Une journée tendue, est difficile : deux grévistes de la faim sont hospitalisés. Une troisième a dû arrêter pour raison familiale. Un nouveau se met à son tour en grève de la faim. Mais le soir, bonne surprise : 1200 personnes sont au rendez-vous pour une manif préparée en deux jours ! En tête les blouses blanches, puis le comité de soutien, des familles (avec banderoles), des associations de malades, des jeunes, des élèves infirmierEs, des psychologues, des agentEs d’autres hôpitaux, des cheminotEs, des gens de l’agglomération, du Havre, de l’Eure… La CGT est là, avec voiture sono, ainsi que Solidaires. Le cortège est vivant et vibrant : des agentEs grévistes décident du parcours, des slogans, se passent le micro, appellent à des sit-in improvisés. Cela remonte le moral de tout le monde. Les médias nationaux relaient enfin la lutte ! Chaque jour il y a 2 AG. : celle des grévistes, décisionnelle, est fermée ,et une autre AG en fin d’après-midi est publique.

Le mardi 5 juin un gréviste de la faim est évacué par le SAMU. Le 6 juin l’ARS se manifeste pour la première fois : la directrice veut imposer la présence du Président de la CME (le comité médical d’établissement) et refuse de négocier les revendications. L’intersyndicale et le comité de grève quittent la table.
Jeudi 7 juin matin est prévue une mobilisation massive dans la ville avec blocage. Les dockers avaient annoncé leur présence mais ils décommandent. Les hospitalierEs, avec les cheminots, maintiennent. À 6h45, ils et elles sont 450 à la gare de Sotteville pour une longue marche jusqu’à 9h. La directrice de l’ARS, contrainte de négocier à l’hôpital est accueillie en pleine AG par un silence glacial. Des négociations acharnées commencent. Vendredi matin un appel à un rassemblement dans l’hôpital à 9h30 est lancé.

Victoire !

Vendredi 8 juin, l’AG des grévistes vote à l’unanimité les dernières propositions de l’ARS : créations de 30 postes « pérennes » (qui ne seront pas pris dans d’autres établissements), d’une unité pour adolescentEs et d’un département pour détenus.
C’est un grand moment d’émotion à l’annonce des résultats : sourires et larmes.

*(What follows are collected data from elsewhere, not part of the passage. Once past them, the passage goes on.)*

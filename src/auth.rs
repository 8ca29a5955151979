//! Registry credentials from the local Docker client configuration.

use base64::Engine;
use bollard::auth::DockerCredentials;
use std::collections::HashMap;
use std::env;
use std::fs::File;
use std::io::{BufReader, Write};
use std::path::PathBuf;
use std::process::{Command, Stdio};
use std::sync::Arc;

/// Key Docker uses for Docker Hub in `config.json`.
pub const DOCKER_HUB: &str = "https://index.docker.io/v1/";

/// Resolves credentials for the registry an image is pulled from.
pub type AuthLookup = Arc<dyn Fn(&str) -> Option<DockerCredentials> + Send + Sync>;

#[derive(Debug, thiserror::Error)]
pub enum AuthError {
    #[error("HOME is not set")]
    NoHome,
    #[error("IO error: {0}")]
    Io(#[from] std::io::Error),
    #[error("Invalid credentials JSON: {0}")]
    Json(#[from] serde_json::Error),
    #[error("Invalid base64 auth entry: {0}")]
    Base64(#[from] base64::DecodeError),
    #[error("Auth entry is not valid UTF-8")]
    Utf8(#[from] std::string::FromUtf8Error),
    #[error("Invalid auth format")]
    InvalidFormat,
    #[error("Credential helper {0} failed")]
    Helper(String),
}

#[derive(serde::Deserialize, Debug, Default)]
struct AuthEntry {
    auth: Option<String>,
}

#[derive(serde::Deserialize, Debug, Default)]
struct DockerConfig {
    auths: Option<HashMap<String, AuthEntry>>,
    #[serde(rename = "credsHelpers")]
    creds_helpers: Option<HashMap<String, String>>,
    #[serde(rename = "credsStore")]
    creds_store: Option<String>,
}

fn get_docker_config_path() -> Result<PathBuf, AuthError> {
    if let Ok(dir) = env::var("DOCKER_CONFIG") {
        return Ok(PathBuf::from(dir).join("config.json"));
    }
    let home_dir = env::var("HOME").map_err(|_| AuthError::NoHome)?;
    Ok(PathBuf::from(home_dir).join(".docker").join("config.json"))
}

fn read_docker_config() -> Result<DockerConfig, AuthError> {
    let file = BufReader::new(File::open(get_docker_config_path()?)?);
    Ok(serde_json::from_reader(file)?)
}

#[derive(serde::Deserialize)]
struct CredStoreOutput {
    #[serde(rename = "Username")]
    username: String,
    #[serde(rename = "Secret")]
    secret: String,
}

fn call_credential_helper(helper: &str, registry: &str) -> Result<(String, String), AuthError> {
    let command = format!("docker-credential-{}", helper);
    let mut process = Command::new(&command)
        .arg("get")
        .stderr(Stdio::piped())
        .stdin(Stdio::piped())
        .stdout(Stdio::piped())
        .spawn()?;

    let mut stdin = process
        .stdin
        .take()
        .ok_or_else(|| AuthError::Helper(command.clone()))?;
    stdin.write_all(registry.as_bytes())?;
    drop(stdin);

    let output = process.wait_with_output()?;
    if !output.status.success() {
        return Err(AuthError::Helper(command));
    }
    let creds: CredStoreOutput = serde_json::from_slice(&output.stdout)?;
    Ok((creds.username, creds.secret))
}

fn decode_auth(auth: &str) -> Result<(String, String), AuthError> {
    let decoded = base64::prelude::BASE64_STANDARD.decode(auth)?;
    let decoded_str = String::from_utf8(decoded)?;
    // Passwords may contain ':'
    let (username, password) = decoded_str
        .split_once(':')
        .ok_or(AuthError::InvalidFormat)?;
    Ok((username.to_string(), password.to_string()))
}

fn credentials_from(
    config: DockerConfig,
    registry: &str,
) -> Result<Option<(String, String)>, AuthError> {
    if let Some(helper) = config
        .creds_helpers
        .as_ref()
        .and_then(|helpers| helpers.get(registry))
    {
        return call_credential_helper(helper, registry).map(Some);
    }

    if let Some(helper) = config.creds_store.as_deref() {
        return call_credential_helper(helper, registry).map(Some);
    }

    // Fallback to plain text credentials from "auths"
    config
        .auths
        .as_ref()
        .and_then(|auths| auths.get(registry))
        .and_then(|entry| entry.auth.as_deref())
        .map(decode_auth)
        .transpose()
}

/// Registry host `image` is pulled from, as keyed in `config.json`.
pub fn registry_of(image: &str) -> &str {
    match image.split_once('/') {
        Some((host, _)) if host.contains(['.', ':']) || host == "localhost" => host,
        _ => DOCKER_HUB,
    }
}

pub fn get_docker_credentials(registry: &str) -> Result<Option<DockerCredentials>, AuthError> {
    let credentials = credentials_from(read_docker_config()?, registry)?;
    Ok(credentials.map(|(username, password)| DockerCredentials {
        username: Some(username),
        password: Some(password),
        serveraddress: Some(registry.to_string()),
        ..Default::default()
    }))
}

/// Lookup reading the Docker client configuration on every pull, so a
/// `docker login` on the host takes effect without a restart.
pub fn default_lookup() -> AuthLookup {
    Arc::new(|image: &str| {
        let registry = registry_of(image);
        match get_docker_credentials(registry) {
            Ok(credentials) => credentials,
            Err(AuthError::Io(e)) if e.kind() == std::io::ErrorKind::NotFound => None,
            Err(e) => {
                log::warn!("Error retrieving credentials for {registry}: {e}");
                None
            }
        }
    })
}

On crie « Tous ensemble », « On a gagné ! ». Les grévistes de la faim sont acclamés ainsi que les médecins qui les ont suivis, tous les soutiens de l’agglomération, particulièrement les cheminotEs.

Ce succès est le résultat du courage des grévistes de la faim, de la détermination des agentEs, de l’unité syndicale sans faille et de la conduite démocratique de la grève ; la participation de toutes et tous, syndiquées ou non, au comité de grève et aux assemblées démocratiques quotidiennes, a permis aux grévistes de libérer leur créativité, de contrôler de bout en bout leur mouvement et les négociations ; ils ont pris des décisions dans des AG fermées tout en maintenant chaque jour des AG ouvertes permettant aux soutiens de participer à la grève à ciel ouvert et au comité de soutien de jouer un rôle utile.

Si cette victoire montre jusqu’où il est nécessaire d’aller pour faire reculer un pouvoir de gestionnaires déshumanisés, elle montre aussi que le mur du mépris peut être battu en brèche.